Come avviene spesso in medicina, il nocciolo della questione è il rapporto tra costi e benefici nell’assumere un farmaco, che per sua natura comporta inevitabilmente degli effetti indesiderati (in questo caso ancora da appurare per l’autismo). Febbre alta o stati dolorosi non trattati possono comportare forti rischi nella fase di sviluppo del feto, tali da superare i rischi collegati a un certo farmaco. Per questo motivo l’uso del paracetamolo continua a essere consigliato durante la gravidanza, nelle minime dosi e nei tempi necessari per ottenere i risultati desiderati e mantenere al tempo stesso bassi i rischi, anche in termini di precauzione.
Secondo molti esperti le dichiarazioni perentorie di Trump, la campagna condotta da tempo da Kennedy e la revisione delle regole da parte degli organismi di controllo statunitensi (FDA), con l’annunciata aggiunta di nuove indicazioni sui foglietti del Tylenol e degli altri farmaci a base di paracetamolo, potrebbero disincentivare l’uso di un farmaco comunemente prescritto in gravidanza per la salute della madre e del bambino. Il minor ricorso al paracetamolo potrebbe indurre al consumo di altri farmaci antidolorifici noti per essere più rischiosi per la salute, o a trascurare problemi di salute durante la gravidanza con tutti i rischi del caso.
Kenvue, la società farmaceutica che vende il Tylenol negli Stati Uniti, aveva provato invano a contrastare le iniziative di Kennedy. La società secondo gli analisti rischia grandi perdite, considerato che il suo prodotto è tra gli analgesici più famosi negli Stati Uniti e che porta ricavi di circa un miliardo di dollari ogni anno. Il paracetamolo è una molecola in commercio da molto tempo e non ha quindi più vincoli legati ai brevetti: solo negli Stati Uniti è contenuto in almeno 600 prodotti, molti dei quali sono farmaci generici. Anche in Italia il paracetamolo è conosciuto soprattutto come Tachipirina, ma ci sono decine di farmaci generici più economici a base dello stesso principio attivo che danno gli stessi risultati.

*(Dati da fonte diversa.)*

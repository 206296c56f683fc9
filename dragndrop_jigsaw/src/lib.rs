// Copyright 2025 the Dragndrop Authors
// SPDX-License-Identifier: Apache-2.0 OR MIT

//! Dragndrop Jigsaw: a picture puzzle played on the dragndrop engine.
//!
//! A picture is cut into `size × size` square pieces which start shuffled in a
//! toolbox. The player drags them onto a board of drop anchors; when every
//! board anchor holds its own piece the round is won, the time goes on the
//! scoreboard, and a new round starts with another picture.
//!
//! - [`GameConfig`]: pictures, difficulty presets, and layout, loaded from TOML.
//! - [`Game`]: the game loop. Feed it pointer input and a clock.
//! - [`Board`]: builds toolbox and board regions and checks completeness.
//! - [`Chrono`], [`Scoreboard`], [`MessageBoard`]: the widgets around the board.
//!
//! ```
//! use std::time::{Duration, Instant};
//!
//! use dragndrop_jigsaw::{Difficulty, Game, GameConfig};
//! use rand::SeedableRng;
//! use rand::rngs::SmallRng;
//!
//! let t0 = Instant::now();
//! let mut game = Game::new(GameConfig::default(), SmallRng::seed_from_u64(1), t0).unwrap();
//! let size = game.choose_difficulty(Difficulty::Preset(0), t0).unwrap();
//! assert_eq!(size.piece_count(), 9);
//! assert_eq!(game.chrono_display(t0 + Duration::from_millis(1500)), "1.50");
//! ```
//!
//! Rounds are logged at `info` level through `tracing`.

pub mod board;
pub mod chrono;
pub mod config;
pub mod error;
pub mod game;
pub mod messages;
pub mod pieces;
pub mod scoreboard;
pub mod size;

pub use board::Board;
pub use chrono::Chrono;
pub use config::{GameConfig, MessageConfig, Region};
pub use error::{ConfigError, GameError};
pub use game::{Game, RoundCompleted};
pub use messages::{Message, MessageBoard};
pub use pieces::{PieceStyle, piece_styles};
pub use scoreboard::Scoreboard;
pub use size::{Difficulty, PuzzleSize};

Nel corso dell’evento Trump e Kennedy hanno inoltre segnalato il leucovorin (acido folinico) come una promettente terapia per l’autismo, nonostante per ora la molecola sia stata sperimentata in studi di piccole dimensioni. I risultati sono stati accolti con interesse, ma non sono solidi a sufficienza per arrivare a conclusioni.
Martedì l’Agenzia europea per il farmaco (EMA) ha confermato che a oggi «le prove disponibili non hanno trovato un legame tra l’uso del paracetamolo in gravidanza e l’autismo».